*** INPUT DATA ***

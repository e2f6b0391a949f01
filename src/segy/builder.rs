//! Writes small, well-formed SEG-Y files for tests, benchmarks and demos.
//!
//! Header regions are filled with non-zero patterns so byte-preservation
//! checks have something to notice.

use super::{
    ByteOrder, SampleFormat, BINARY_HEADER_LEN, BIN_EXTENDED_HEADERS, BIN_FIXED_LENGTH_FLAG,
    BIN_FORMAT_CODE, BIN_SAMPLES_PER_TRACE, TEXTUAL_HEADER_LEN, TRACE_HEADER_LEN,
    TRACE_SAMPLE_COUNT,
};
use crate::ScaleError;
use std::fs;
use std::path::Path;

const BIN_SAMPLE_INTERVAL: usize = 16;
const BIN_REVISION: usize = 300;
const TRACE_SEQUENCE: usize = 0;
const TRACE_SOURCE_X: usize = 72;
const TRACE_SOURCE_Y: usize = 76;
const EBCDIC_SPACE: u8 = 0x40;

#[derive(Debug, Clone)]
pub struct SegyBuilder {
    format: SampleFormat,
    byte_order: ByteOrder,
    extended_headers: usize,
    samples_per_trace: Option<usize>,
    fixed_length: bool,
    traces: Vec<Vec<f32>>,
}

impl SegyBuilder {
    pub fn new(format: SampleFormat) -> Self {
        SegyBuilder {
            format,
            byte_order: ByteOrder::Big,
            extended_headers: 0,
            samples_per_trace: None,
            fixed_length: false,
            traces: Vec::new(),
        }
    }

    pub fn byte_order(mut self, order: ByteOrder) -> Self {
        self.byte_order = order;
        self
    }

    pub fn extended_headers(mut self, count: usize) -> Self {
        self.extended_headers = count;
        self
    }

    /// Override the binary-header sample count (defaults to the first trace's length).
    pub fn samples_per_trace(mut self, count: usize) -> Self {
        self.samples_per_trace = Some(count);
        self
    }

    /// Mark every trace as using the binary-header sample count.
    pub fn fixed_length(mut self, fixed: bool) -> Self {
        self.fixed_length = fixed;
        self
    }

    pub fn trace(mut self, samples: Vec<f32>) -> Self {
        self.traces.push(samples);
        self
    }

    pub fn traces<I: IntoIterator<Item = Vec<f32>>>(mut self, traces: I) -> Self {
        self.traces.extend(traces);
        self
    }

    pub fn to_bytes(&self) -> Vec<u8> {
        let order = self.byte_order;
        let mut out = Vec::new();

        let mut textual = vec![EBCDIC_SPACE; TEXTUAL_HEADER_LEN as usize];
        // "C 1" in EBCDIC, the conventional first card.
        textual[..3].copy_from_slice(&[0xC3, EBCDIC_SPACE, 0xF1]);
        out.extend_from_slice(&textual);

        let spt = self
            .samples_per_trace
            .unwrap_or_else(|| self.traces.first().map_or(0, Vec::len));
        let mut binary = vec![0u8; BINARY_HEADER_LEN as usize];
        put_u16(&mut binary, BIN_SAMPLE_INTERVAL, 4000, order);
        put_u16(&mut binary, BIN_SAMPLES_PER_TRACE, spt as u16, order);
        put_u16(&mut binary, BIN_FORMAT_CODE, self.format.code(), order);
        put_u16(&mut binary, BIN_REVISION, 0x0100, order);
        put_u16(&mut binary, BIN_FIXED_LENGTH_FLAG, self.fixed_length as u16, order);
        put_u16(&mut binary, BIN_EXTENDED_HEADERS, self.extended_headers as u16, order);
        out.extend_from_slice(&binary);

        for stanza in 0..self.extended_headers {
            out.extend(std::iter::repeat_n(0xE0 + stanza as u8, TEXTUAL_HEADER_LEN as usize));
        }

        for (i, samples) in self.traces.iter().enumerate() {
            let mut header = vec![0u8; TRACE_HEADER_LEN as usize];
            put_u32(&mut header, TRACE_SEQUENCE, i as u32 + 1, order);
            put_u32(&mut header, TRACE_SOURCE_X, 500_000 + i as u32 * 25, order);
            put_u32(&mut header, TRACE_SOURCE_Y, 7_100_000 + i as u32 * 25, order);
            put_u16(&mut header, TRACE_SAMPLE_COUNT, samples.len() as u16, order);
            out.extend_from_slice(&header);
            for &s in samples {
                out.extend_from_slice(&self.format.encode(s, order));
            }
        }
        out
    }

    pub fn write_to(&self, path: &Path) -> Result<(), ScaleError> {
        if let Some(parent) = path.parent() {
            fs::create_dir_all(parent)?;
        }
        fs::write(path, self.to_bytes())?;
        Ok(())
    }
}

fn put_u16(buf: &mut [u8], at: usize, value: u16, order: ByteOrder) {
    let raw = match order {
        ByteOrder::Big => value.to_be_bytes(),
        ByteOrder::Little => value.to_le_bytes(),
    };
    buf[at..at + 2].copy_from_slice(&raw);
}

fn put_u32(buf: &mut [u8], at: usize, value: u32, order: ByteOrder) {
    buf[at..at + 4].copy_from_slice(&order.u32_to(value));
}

*** End of INPUT DATA ***

WORK TO COMPLETE: Every line of the material above should be set down again exactly.

OUTPUT OF THE TASK:
repository e2f6b0391a949f01
filename src/segy/builder.rs
//! Writes small, well-formed SEG-Y files for tests, benchmarks and demos.
//!
//! Header regions are filled with non-zero patterns so byte-preservation
//! checks have something to notice.

use super::{
    ByteOrder, SampleFormat, BINARY_HEADER_LEN, BIN_EXTENDED_HEADERS, BIN_FIXED_LENGTH_FLAG,
    BIN_FORMAT_CODE, BIN_SAMPLES_PER_TRACE, TEXTUAL_HEADER_LEN, TRACE_HEADER_LEN,
    TRACE_SAMPLE_COUNT,
};
use crate::ScaleError;
use std::fs;
use std::path::Path;

const BIN_SAMPLE_INTERVAL: usize = 16;
const BIN_REVISION: usize = 300;
const TRACE_SEQUENCE: usize = 0;
const TRACE_SOURCE_X: usize = 72;
const TRACE_SOURCE_Y: usize = 76;
const EBCDIC_SPACE: u8 = 0x40;

#[derive(Debug, Clone)]
pub struct SegyBuilder {
    format: SampleFormat,
    byte_order: ByteOrder,
    extended_headers: usize,
    samples_per_trace: Option<usize>,
    fixed_length: bool,
    traces: Vec<Vec<f32>>,
}

impl SegyBuilder {
    pub fn new(format: SampleFormat) -> Self {
        SegyBuilder {
            format,
            byte_order: ByteOrder::Big,
            extended_headers: 0,
            samples_per_trace: None,
            fixed_length: false,
            traces: Vec::new(),
        }
    }

    pub fn byte_order(mut self, order: ByteOrder) -> Self {
        self.byte_order = order;
        self
    }

    pub fn extended_headers(mut self, count: usize) -> Self {
        self.extended_headers = count;
        self
    }

    /// Override the binary-header sample count (defaults to the first trace's length).
    pub fn samples_per_trace(mut self, count: usize) -> Self {
        self.samples_per_trace = Some(count);
        self
    }

    /// Mark every trace as using the binary-header sample count.
    pub fn fixed_length(mut self, fixed: bool) -> Self {
        self.fixed_length = fixed;
        self
    }

    pub fn trace(mut self, samples: Vec<f32>) -> Self {
        self.traces.push(samples);
        self
    }

    pub fn traces<I: IntoIterator<Item = Vec<f32>>>(mut self, traces: I) -> Self {
        self.traces.extend(traces);
        self
    }

    pub fn to_bytes(&self) -> Vec<u8> {
        let order = self.byte_order;
        let mut out = Vec::new();

        let mut textual = vec![EBCDIC_SPACE; TEXTUAL_HEADER_LEN as usize];
        // "C 1" in EBCDIC, the conventional first card.
        textual[..3].copy_from_slice(&[0xC3, EBCDIC_SPACE, 0xF1]);
        out.extend_from_slice(&textual);

        let spt = self
            .samples_per_trace
            .unwrap_or_else(|| self.traces.first().map_or(0, Vec::len));
        let mut binary = vec![0u8; BINARY_HEADER_LEN as usize];
        put_u16(&mut binary, BIN_SAMPLE_INTERVAL, 4000, order);
        put_u16(&mut binary, BIN_SAMPLES_PER_TRACE, spt as u16, order);
        put_u16(&mut binary, BIN_FORMAT_CODE, self.format.code(), order);
        put_u16(&mut binary, BIN_REVISION, 0x0100, order);
        put_u16(&mut binary, BIN_FIXED_LENGTH_FLAG, self.fixed_length as u16, order);
        put_u16(&mut binary, BIN_EXTENDED_HEADERS, self.extended_headers as u16, order);
        out.extend_from_slice(&binary);

        for stanza in 0..self.extended_headers {
            out.extend(std::iter::repeat_n(0xE0 + stanza as u8, TEXTUAL_HEADER_LEN as usize));
        }

        for (i, samples) in self.traces.iter().enumerate() {
            let mut header = vec![0u8; TRACE_HEADER_LEN as usize];
            put_u32(&mut header, TRACE_SEQUENCE, i as u32 + 1, order);
            put_u32(&mut header, TRACE_SOURCE_X, 500_000 + i as u32 * 25, order);
            put_u32(&mut header, TRACE_SOURCE_Y, 7_100_000 + i as u32 * 25, order);
            put_u16(&mut header, TRACE_SAMPLE_COUNT, samples.len() as u16, order);
            out.extend_from_slice(&header);
            for &s in samples {
                out.extend_from_slice(&self.format.encode(s, order));
            }
        }
        out
    }

    pub fn write_to(&self, path: &Path) -> Result<(), ScaleError> {
        if let Some(parent) = path.parent() {
            fs::create_dir_all(parent)?;
        }
        fs::write(path, self.to_bytes())?;
        Ok(())
    }
}

fn put_u16(buf: &mut [u8], at: usize, value: u16, order: ByteOrder) {
    let raw = match order {
        ByteOrder::Big => value.to_be_bytes(),
        ByteOrder::Little => value.to_le_bytes(),
    };
    buf[at..at + 2].copy_from_slice(&raw);
}

fn put_u32(buf: &mut [u8], at: usize, value: u32, order: ByteOrder) {
    buf[at..at + 4].copy_from_slice(&order.u32_to(value));
}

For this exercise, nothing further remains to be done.